A Fierce Radiance
By Lauren Belfer
544 pages; Harper


Lauren Belfer's panoramic new novel is a love story wrapped around a spy story with a pivotal medical breakthrough at its center. A Fierce Radiance begins days after the attack on Pearl Harbor propels the United States into World War II. Claire Shipley, a savvy Life magazine photographer, has been assigned a photo essay on a young father whose life might be saved by the new miracle antibiotic, penicillin. The divorced Claire has a particular interest in the case, both because she is still mourning the death of her 3-year-old daughter from blood poisoning, which the drug might have cured, and because she is drawn to James Stanton, the doctor overseeing its clinical trials.
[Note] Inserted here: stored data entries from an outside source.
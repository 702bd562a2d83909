use std::fs::File;
use std::io::{prelude::*, BufReader, BufWriter};
use std::path::{Path, PathBuf};

use humansize::{file_size_opts as options, FileSize};
use romfs_format::{FileRecord, ReaderOptions, Record, ResolvedPath, RomFsReader};

use crate::error::{Error, Result};

/// Copy buffer size for file contents.
pub const BUFFER_SIZE: usize = 0x10_0000;

pub fn run(
    image: &Path,
    path: &str,
    output: &Path,
    mmap: bool,
    verbose: bool,
    opts: ReaderOptions,
) -> Result<()> {
    let mut rfs = super::open_image(image, opts)?;
    let lookup = |source| Error::Lookup {
        path: path.to_string(),
        source,
    };

    match rfs.resolve(path).map_err(lookup)? {
        ResolvedPath::File(offset) => {
            let record = rfs.file(offset).map_err(lookup)?;
            let dest = output.join(safe_name(&record.name())?);
            let bytes = extract_file(&mut rfs, &record, &dest, mmap, verbose)?;
            println!(
                "Extracted {} ({})",
                dest.display(),
                bytes
                    .file_size(options::BINARY)
                    .unwrap_or_else(|_| bytes.to_string())
            );
        }
        ResolvedPath::Directory(dir) => {
            let record = rfs.directory(dir).map_err(lookup)?;
            let root = if record.name.is_empty() {
                output.to_path_buf()
            } else {
                output.join(safe_name(&record.name())?)
            };
            create_dir(&root)?;

            let entries = rfs
                .walk(dir)
                .map_err(lookup)?
                .collect::<std::result::Result<Vec<_>, _>>()
                .map_err(lookup)?;

            let mut files = 0;
            for entry in entries.iter() {
                let dest = join_safe(&root, &entry.path)?;
                if verbose {
                    println!("{}", entry.path);
                }

                match &entry.record {
                    Record::Directory(_) => create_dir(&dest)?,
                    Record::File(file) => {
                        extract_file(&mut rfs, file, &dest, mmap, verbose)?;
                        files += 1;
                    }
                }
            }

            println!("Extracted {} files to {}", files, root.display());
        }
    }

    Ok(())
}

fn create_dir(path: &Path) -> Result<()> {
    std::fs::create_dir_all(path).map_err(|source| Error::CreateOutput {
        path: path.to_path_buf(),
        source,
    })
}

/// Names come from the image, so anything that could escape the output
/// directory is refused.
fn safe_name(name: &str) -> Result<&str> {
    let unsafe_name = name.is_empty()
        || name == "."
        || name == ".."
        || name.contains(|c| c == '/' || c == '\\' || c == '\0');

    if unsafe_name {
        return Err(Error::UnsafeName {
            name: name.to_string(),
        });
    }
    Ok(name)
}

fn join_safe(root: &Path, relative: &str) -> Result<PathBuf> {
    let mut path = root.to_path_buf();
    for name in relative.split('/') {
        path.push(safe_name(name)?);
    }
    Ok(path)
}

fn extract_file(
    rfs: &mut RomFsReader<BufReader<File>>,
    record: &FileRecord,
    dest: &Path,
    mmap: bool,
    verbose: bool,
) -> Result<u64> {
    let name = record.name();
    let span = rfs.span_of(record).map_err(|source| Error::Lookup {
        path: name.clone(),
        source,
    })?;

    let file = File::create(dest).map_err(|source| Error::CreateOutput {
        path: dest.to_path_buf(),
        source,
    })?;
    let mut out = BufWriter::new(file);

    let written = if span.is_empty() {
        0
    } else if mmap {
        // SAFETY: the image is opened read-only and not modified while mapped.
        let map = unsafe { rfs.memory_map(span) }.map_err(|source| Error::ReadImage {
            path: dest.to_path_buf(),
            source,
        })?;
        out.write_all(&map).map_err(|source| Error::WriteOutput {
            path: dest.to_path_buf(),
            source,
        })?;
        span.len
    } else {
        let mut reader = rfs.span_reader(span).map_err(|source| Error::Lookup {
            path: name.clone(),
            source,
        })?;
        copy_span(&mut reader, &mut out, span.len, dest, |done, total| {
            if verbose {
                eprint!("\rExtracting: {} ({}/{})", name, done, total);
                if done == total {
                    eprintln!();
                }
            }
        })?
    };

    out.flush().map_err(|source| Error::WriteOutput {
        path: dest.to_path_buf(),
        source,
    })?;

    Ok(written)
}

/// Copies exactly `len` bytes in chunks of at most [`BUFFER_SIZE`],
/// reporting `(copied, len)` after each chunk.
pub(crate) fn copy_span<R: Read, W: Write>(
    src: &mut R,
    dst: &mut W,
    len: u64,
    dest: &Path,
    mut progress: impl FnMut(u64, u64),
) -> Result<u64> {
    let mut buffer = vec![0u8; len.min(BUFFER_SIZE as u64) as usize];
    let mut copied = 0u64;

    while copied < len {
        let chunk = (len - copied).min(BUFFER_SIZE as u64) as usize;
        src.read_exact(&mut buffer[..chunk])
            .map_err(|source| Error::ReadImage {
                path: dest.to_path_buf(),
                source,
            })?;
        dst.write_all(&buffer[..chunk])
            .map_err(|source| Error::WriteOutput {
                path: dest.to_path_buf(),
                source,
            })?;
        copied += chunk as u64;
        progress(copied, len);
    }

    Ok(copied)
}
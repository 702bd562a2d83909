use byteorder::{ByteOrder, LittleEndian, ReadBytesExt};

use crate::header::{Lv3Header, MalformedHeader, Region, HEADER_SIZE};
use crate::record::{DirectoryRecord, FileRecord};

/// A metadata record with a fixed little-endian prefix followed by a
/// UTF-16LE name whose byte length is stored in the prefix.
pub(crate) trait Decode: Sized {
    const REGION: Region;
    const FIXED_SIZE: usize;

    /// Byte length of the name, read from the fixed prefix.
    fn name_len(fixed: &[u8]) -> u32;

    /// `fixed` is exactly `FIXED_SIZE` bytes, `name` exactly `name_len` bytes.
    fn decode(offset: u32, fixed: &[u8], name: &[u8]) -> Self;
}

pub(crate) fn decode_header(bytes: &[u8]) -> Result<Lv3Header, MalformedHeader> {
    if bytes.len() < HEADER_SIZE as usize {
        return Err(MalformedHeader::Truncated(bytes.len()));
    }

    let mut cursor = &bytes[..HEADER_SIZE as usize];
    let mut next = || {
        cursor
            .read_u32::<LittleEndian>()
            .map_err(|_| MalformedHeader::Truncated(bytes.len()))
    };

    let header = Lv3Header {
        size_header: next()?,
        offset_dirhash: next()?,
        size_dirhash: next()?,
        offset_dirmeta: next()?,
        size_dirmeta: next()?,
        offset_filehash: next()?,
        size_filehash: next()?,
        offset_filemeta: next()?,
        size_filemeta: next()?,
        offset_filedata: next()?,
    };

    tracing::debug!(
        size_header = format_args!("{:#x}", header.size_header),
        dirhash = format_args!("{:#x}+{:#x}", header.offset_dirhash, header.size_dirhash),
        dirmeta = format_args!("{:#x}+{:#x}", header.offset_dirmeta, header.size_dirmeta),
        filehash = format_args!("{:#x}+{:#x}", header.offset_filehash, header.size_filehash),
        filemeta = format_args!("{:#x}+{:#x}", header.offset_filemeta, header.size_filemeta),
        filedata = format_args!("{:#x}", header.offset_filedata),
        "deserialized Lv3Header"
    );

    Ok(header)
}

fn decode_name(name: &[u8]) -> Vec<u16> {
    let mut units = vec![0u16; name.len() / 2];
    LittleEndian::read_u16_into(&name[..units.len() * 2], &mut units);
    units
}

impl Decode for DirectoryRecord {
    const REGION: Region = Region::DirMeta;
    const FIXED_SIZE: usize = 0x18;

    fn name_len(fixed: &[u8]) -> u32 {
        LittleEndian::read_u32(&fixed[0x14..0x18])
    }

    fn decode(offset: u32, fixed: &[u8], name: &[u8]) -> Self {
        DirectoryRecord::from_raw(
            offset,
            [
                LittleEndian::read_u32(&fixed[0x00..0x04]),
                LittleEndian::read_u32(&fixed[0x04..0x08]),
                LittleEndian::read_u32(&fixed[0x08..0x0C]),
                LittleEndian::read_u32(&fixed[0x0C..0x10]),
                LittleEndian::read_u32(&fixed[0x10..0x14]),
            ],
            decode_name(name),
        )
    }
}

impl Decode for FileRecord {
    const REGION: Region = Region::FileMeta;
    const FIXED_SIZE: usize = 0x20;

    fn name_len(fixed: &[u8]) -> u32 {
        LittleEndian::read_u32(&fixed[0x1C..0x20])
    }

    fn decode(offset: u32, fixed: &[u8], name: &[u8]) -> Self {
        FileRecord::from_raw(
            offset,
            LittleEndian::read_u32(&fixed[0x00..0x04]),
            LittleEndian::read_u32(&fixed[0x04..0x08]),
            LittleEndian::read_u64(&fixed[0x08..0x10]),
            LittleEndian::read_u64(&fixed[0x10..0x18]),
            LittleEndian::read_u32(&fixed[0x18..0x1C]),
            decode_name(name),
        )
    }
}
At first Jamie seems perfect; he respects Claire's work and loves her son. But he soon grows preoccupied with the suspicious death of his scientist sister Tia, who was also on the track of new medications. He starts to disappear on secret missions, and is soon presumed dead in an explosion in North Africa. So Claire begins to tend to her own life. She strengthens her ties with her wealthy father, from whom she had been estranged—although he, too, behaves suspiciously—and has a fling with Jamie's colleague Nick, who might or might not be a suspect in Tia's murder. She also plunges into some important government work of her own, photographing companies developing antibiotics for the troops. Talented, determined, and vulnerable, Belfer's Claire proves herself a war hero on the home front.